In the absence of such injury, the occurrence of falling is seldom reported to the primary care physician. Yet, this simple information helps identify patients at risk for future falls [60].

Rationale for screening

Detecting fall risk is a crucial component of a geriatric assessment because effective interventions to prevent future falls and limit their consequences are available. Patients with previous falls, but without gait or balance problems, should be counseled regarding secondary fall prevention (i.e., promotion of physical activity or consider a prescription of calcium and vitamin D), while those at higher risk should be fully assessed for risk factors, and individualized interventions should be proposed. A Cochrane review identified exercise programs, including Tai Chi, and home interventions as effective in reducing the rate of falls and the risk of falling by around 25 to 30% [61]. Community-based, multi-modal fall prevention programs are frequently available that simultaneously address risk factors identified in a patient.

Brief screening instrument

Given that risk factors for falling encompass diseases, drugs, cognition, and sensory and gait impairment as well as environmental hazards, a comprehensive review is unsuitable as a first step, but the assessment of the patient’s global risk for falling should be part of a brief geriatric assessment.

Based on the American and British Geriatrics Societies guidelines and the input from health care providers, a fall prevention tool kit has been developed to support health care professionals in assessing and addressing fall risk [62]. A first set of questions identify whether the patient is at risk and investigates previous falls, fear of falling, and perception of unsteadiness when standing or walking. The performance in gait and balance is based on the up-and-go test (i.e., the patient gets up from the chair, walks 3 m, turns around, and sits back down) or by observing whether he or she stops walking when talking, a strong predictor of the probability of falling [63]. A simple measure of gait speed has also been shown to be a strong prognostic factor [64]. A gait speed less than 0.8 m/s (i.e., 5 s or more to walk 4 m at a usual pace) should trigger further assessment for future falls, frailty, and mobility impairment.

Social isolation

Epidemiology

Growing older often goes in parallel with a shrinking social network due to death of one’s peers, while reduced mobility might be an obstacle to social activities. Other societal factors, such as the move from intergenerational to single living, can increase the risk for social isolation in older persons [65]. Almost one in two older persons in Europe lives alone, and 10–20% report recurrent feelings of loneliness, most often when living alone and when reporting low social participation [66, 67].

Rationale for screening

Social support is a major component to evaluate during CGA. This support is important because it buffers the effect of stressful events and improves the management of chronic diseases [65, 68, 69]. For instance, identifying potential social support in case of health problems has been associated with a lower likelihood of hospital use [70, 71]. However, older patients are not likely to discuss this issue spontaneously. For instance, in a study among primary care patients aged 65 years and older, only 15% of those reporting loneliness had mentioned it to their GP [66].

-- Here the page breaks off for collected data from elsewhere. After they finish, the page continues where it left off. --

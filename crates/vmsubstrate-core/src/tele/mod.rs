//! Remote introspection: a debugger's window into the substrate's memory.
//!
//! Everything here runs outside the target's synchronization. A debugger works
//! from raw copies of thread locals areas fetched through a [`ProcessMemory`]
//! and follows the `FORWARD_LINK` words the registry mirrors for it. A list that
//! is being mutated concurrently yields a possibly stale answer, never a hang.

mod find;
mod gather;
mod process;
mod transfer;
mod view;

pub use find::find_thread_locals;
pub use gather::{CollectingSession, DebuggerSession, GatheredThread, ThreadState, gather_thread};
#[cfg(target_os = "linux")]
pub use process::ProcessVm;
pub use process::{LocalProcess, ProcessMemory};
pub use transfer::{BufferDescriptor, ManagedByteArray, read_memory, write_memory};
pub use view::{TargetWord, TeleScratch, ThreadLocalsView};
//! Remote introspection benchmarks.

#![allow(unsafe_code)]

use std::sync::{Arc, Barrier};

use criterion::{BenchmarkId, Criterion, Throughput, black_box, criterion_group, criterion_main};
use vmsubstrate_core::{
    AttachArgs, BootImage, BufferDescriptor, ImageHeader, LocalProcess, Substrate, TeleScratch,
    Upcalls, find_thread_locals, read_memory,
};

unsafe extern "C" fn accept_attach(
    _: usize,
    _: usize,
    _: usize,
    _: i32,
    _: usize,
    _: usize,
    _: usize,
    _: usize,
    _: usize,
) -> i32 {
    0
}

fn local() -> LocalProcess {
    // SAFETY: benchmarks only read live blocks and buffers.
    unsafe { LocalProcess::new() }
}

fn bench_find_thread_locals(c: &mut Criterion) {
    let mut group = c.benchmark_group("find_thread_locals");

    for &depth in &[1usize, 8, 64] {
        let upcalls = Upcalls {
            attach: Some(accept_attach),
            ..Upcalls::default()
        };
        let image = BootImage::synthetic(ImageHeader::host_default(), upcalls).unwrap();
        let substrate = Substrate::new(Arc::new(image)).unwrap();

        // The benchmarking thread attaches first so it ends up at the tail.
        substrate.attach_current(&AttachArgs::default(), false).unwrap();
        let attached = Arc::new(Barrier::new(depth));
        let release = Arc::new(Barrier::new(depth));
        let parked: Vec<_> = (1..depth)
            .map(|_| {
                let substrate = Arc::clone(&substrate);
                let attached = Arc::clone(&attached);
                let release = Arc::clone(&release);
                std::thread::spawn(move || {
                    substrate.attach_current(&AttachArgs::default(), false).unwrap();
                    attached.wait();
                    release.wait();
                    substrate.detach_current().unwrap();
                })
            })
            .collect();
        attached.wait();

        let layout = *substrate.layout();
        let head = substrate.image().registry_head();
        let marker = 0u8;
        let sp = std::ptr::addr_of!(marker) as usize;
        let process = local();
        let mut scratch = TeleScratch::new();

        group.bench_with_input(BenchmarkId::new("tail", depth), &depth, |b, _| {
            b.iter(|| {
                let found = find_thread_locals(&process, &layout, head, 0, black_box(sp), &mut scratch)
                    .map(|view| view.address());
                black_box(found);
            });
        });

        release.wait();
        for thread in parked {
            thread.join().unwrap();
        }
        substrate.detach_current().unwrap();
    }
    group.finish();
}

fn bench_read_memory(c: &mut Criterion) {
    let sizes: &[usize] = &[8, 64, 4096, 65536];
    let mut group = c.benchmark_group("read_memory");
    let process = local();

    for &size in sizes {
        let src = vec![0xA5u8; size];
        let mut direct = vec![0u8; size];
        let mut managed = vec![0u8; size];
        group.throughput(Throughput::Bytes(size as u64));

        group.bench_with_input(BenchmarkId::new("direct", size), &size, |b, &len| {
            b.iter(|| {
                let n = read_memory(
                    &process,
                    src.as_ptr() as usize,
                    BufferDescriptor::Direct { buffer: &mut direct, offset: 0 },
                    len,
                );
                black_box(n.unwrap());
            });
        });

        group.bench_with_input(BenchmarkId::new("managed", size), &size, |b, &len| {
            b.iter(|| {
                let n = read_memory(
                    &process,
                    src.as_ptr() as usize,
                    BufferDescriptor::Managed { array: &mut managed, offset: 0 },
                    len,
                );
                black_box(n.unwrap());
            });
        });
    }
    group.finish();
}

criterion_group!(benches, bench_find_thread_locals, bench_read_memory);
criterion_main!(benches);
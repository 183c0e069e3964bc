//! Native thread lifecycle and the registry of thread metadata blocks.
//!
//! Every thread known to the runtime owns a [`ThreadLocalsBlock`]: three thread
//! locals areas (safepoints triggered, enabled, disabled), the
//! [`NativeThreadLocals`] describing its OS thread and stack, and a stack
//! reference map. Blocks are linked into the [`ThreadRegistry`] under the global
//! lock, which the collector also takes to exclude registration while it runs.

mod block;
mod layout;
mod lifecycle;
mod os;
mod registry;

pub use block::ThreadLocalsBlock;
pub use layout::{NATIVE_INFO_WORDS, NativeThreadLocals, ThreadLocalsLayout};
pub use lifecycle::{AttachArgs, Substrate, VmEnv, temporary_id};
pub use os::{
    HostThreads, NativeThread, PosixThreads, SleepOutcome, StackInfo, ThreadBackend, ThreadEntry,
};
pub use registry::{BlockId, RegisteredThread, RegistryGuard, RegistryState, ThreadRegistry};
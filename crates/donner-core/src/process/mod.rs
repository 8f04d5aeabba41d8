pub mod errors;
pub mod operations;

pub use errors::ProcessError;
pub use operations::{EXIT_EXEC_FAILED, run_command};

Brief screening instrument

A simple way is to ask the patient whether there is somebody available to help in case of emergency or sickness [72].

Conclusions

A selection of brief screening tests may help identify problems that are frequently overlooked in older patients. Results should trigger further assessments and management according to the patient’s beliefs, preferences, and expectations. Although no formal data exists to inform on the best timeline to repeat this basic evaluation, yearly assessments have been shown to have a good diagnostic yield. A formal evaluation of this two-step approach is still needed, but we strongly believe that such an approach is likely to yield some, if not all, of the benefits of community-based CGA programs, provided identified problems are properly addressed after the initial assessment.